DIRECTIONS FOR THIS TASK:
From the entries below, return exactly the lines beginning at the one that contains "filename crates/stage-core/src/render.rs" and ending at the one that contains "Vec3, shape: &ColliderShape);", both of them included, and only those lines.

--- DATA SECTION Enclosed Below ---

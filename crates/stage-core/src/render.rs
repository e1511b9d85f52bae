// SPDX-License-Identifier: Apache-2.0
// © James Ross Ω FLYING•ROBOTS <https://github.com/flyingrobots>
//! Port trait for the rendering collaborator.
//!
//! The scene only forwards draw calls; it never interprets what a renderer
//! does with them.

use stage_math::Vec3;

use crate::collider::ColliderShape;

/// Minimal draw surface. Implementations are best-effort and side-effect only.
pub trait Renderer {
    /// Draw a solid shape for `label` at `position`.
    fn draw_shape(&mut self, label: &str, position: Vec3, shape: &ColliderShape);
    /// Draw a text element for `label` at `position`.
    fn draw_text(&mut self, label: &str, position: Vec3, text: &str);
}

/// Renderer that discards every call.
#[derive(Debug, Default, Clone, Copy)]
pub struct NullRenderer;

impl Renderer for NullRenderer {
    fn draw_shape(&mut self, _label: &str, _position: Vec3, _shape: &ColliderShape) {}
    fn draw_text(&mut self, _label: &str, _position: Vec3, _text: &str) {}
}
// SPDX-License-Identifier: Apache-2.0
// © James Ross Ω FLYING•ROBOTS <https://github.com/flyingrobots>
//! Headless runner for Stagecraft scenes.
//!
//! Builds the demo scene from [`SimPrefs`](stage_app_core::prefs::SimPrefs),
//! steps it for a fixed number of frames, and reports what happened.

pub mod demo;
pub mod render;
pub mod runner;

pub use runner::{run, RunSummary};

--- End of Enclosed DATA SECTION ---
--- DATA SECTION Enclosed Below ---

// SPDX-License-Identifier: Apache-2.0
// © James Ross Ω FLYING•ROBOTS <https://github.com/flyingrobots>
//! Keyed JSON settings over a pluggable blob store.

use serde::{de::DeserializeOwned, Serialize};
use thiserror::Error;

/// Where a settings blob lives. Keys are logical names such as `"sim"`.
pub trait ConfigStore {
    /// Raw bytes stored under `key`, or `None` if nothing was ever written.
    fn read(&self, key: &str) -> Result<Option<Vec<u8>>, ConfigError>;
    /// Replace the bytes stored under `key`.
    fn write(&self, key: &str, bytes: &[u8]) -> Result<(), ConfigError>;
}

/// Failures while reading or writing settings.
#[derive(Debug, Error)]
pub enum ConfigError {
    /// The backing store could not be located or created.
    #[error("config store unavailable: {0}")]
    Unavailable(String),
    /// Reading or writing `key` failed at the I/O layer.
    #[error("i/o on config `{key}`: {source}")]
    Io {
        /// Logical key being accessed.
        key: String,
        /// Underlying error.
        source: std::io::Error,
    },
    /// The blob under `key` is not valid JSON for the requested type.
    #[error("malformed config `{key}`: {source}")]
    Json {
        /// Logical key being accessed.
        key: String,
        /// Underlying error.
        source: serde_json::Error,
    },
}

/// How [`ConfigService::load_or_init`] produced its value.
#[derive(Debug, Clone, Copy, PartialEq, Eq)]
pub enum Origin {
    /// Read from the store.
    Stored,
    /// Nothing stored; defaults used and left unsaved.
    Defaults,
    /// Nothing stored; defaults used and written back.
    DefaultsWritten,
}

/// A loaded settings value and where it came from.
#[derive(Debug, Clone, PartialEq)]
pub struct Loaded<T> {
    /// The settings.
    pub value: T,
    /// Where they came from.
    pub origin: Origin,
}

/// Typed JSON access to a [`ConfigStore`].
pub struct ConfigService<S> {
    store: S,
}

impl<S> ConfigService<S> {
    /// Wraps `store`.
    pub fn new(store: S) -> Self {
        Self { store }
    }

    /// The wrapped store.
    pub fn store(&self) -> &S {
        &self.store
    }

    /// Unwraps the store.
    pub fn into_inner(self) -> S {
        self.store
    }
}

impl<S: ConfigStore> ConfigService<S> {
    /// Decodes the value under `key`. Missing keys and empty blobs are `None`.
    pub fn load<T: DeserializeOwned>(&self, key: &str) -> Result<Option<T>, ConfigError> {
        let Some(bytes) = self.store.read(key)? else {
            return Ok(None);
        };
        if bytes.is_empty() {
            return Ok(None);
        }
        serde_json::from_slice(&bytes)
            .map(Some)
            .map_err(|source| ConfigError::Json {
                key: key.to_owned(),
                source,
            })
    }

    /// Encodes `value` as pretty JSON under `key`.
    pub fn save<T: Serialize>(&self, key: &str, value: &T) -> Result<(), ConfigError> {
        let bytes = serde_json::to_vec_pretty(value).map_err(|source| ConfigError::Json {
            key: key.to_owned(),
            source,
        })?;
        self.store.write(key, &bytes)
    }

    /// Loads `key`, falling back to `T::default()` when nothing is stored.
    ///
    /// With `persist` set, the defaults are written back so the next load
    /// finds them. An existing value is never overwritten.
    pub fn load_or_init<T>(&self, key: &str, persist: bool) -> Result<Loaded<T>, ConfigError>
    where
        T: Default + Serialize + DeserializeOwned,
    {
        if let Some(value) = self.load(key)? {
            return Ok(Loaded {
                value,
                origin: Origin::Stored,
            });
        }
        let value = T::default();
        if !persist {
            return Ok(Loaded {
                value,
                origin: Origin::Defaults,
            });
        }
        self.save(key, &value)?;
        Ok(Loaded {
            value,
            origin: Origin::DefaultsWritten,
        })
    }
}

--- End of Enclosed DATA SECTION ---

SOLVED EXERCISE:
filename crates/stage-core/src/render.rs
repository e1511b9d85f52bae
// SPDX-License-Identifier: Apache-2.0
// © James Ross Ω FLYING•ROBOTS <https://github.com/flyingrobots>
//! Port trait for the rendering collaborator.
//!
//! The scene only forwards draw calls; it never interprets what a renderer
//! does with them.

use stage_math::Vec3;

use crate::collider::ColliderShape;

/// Minimal draw surface. Implementations are best-effort and side-effect only.
pub trait Renderer {
    /// Draw a solid shape for `label` at `position`.
    fn draw_shape(&mut self, label: &str, position: Vec3, shape: &ColliderShape);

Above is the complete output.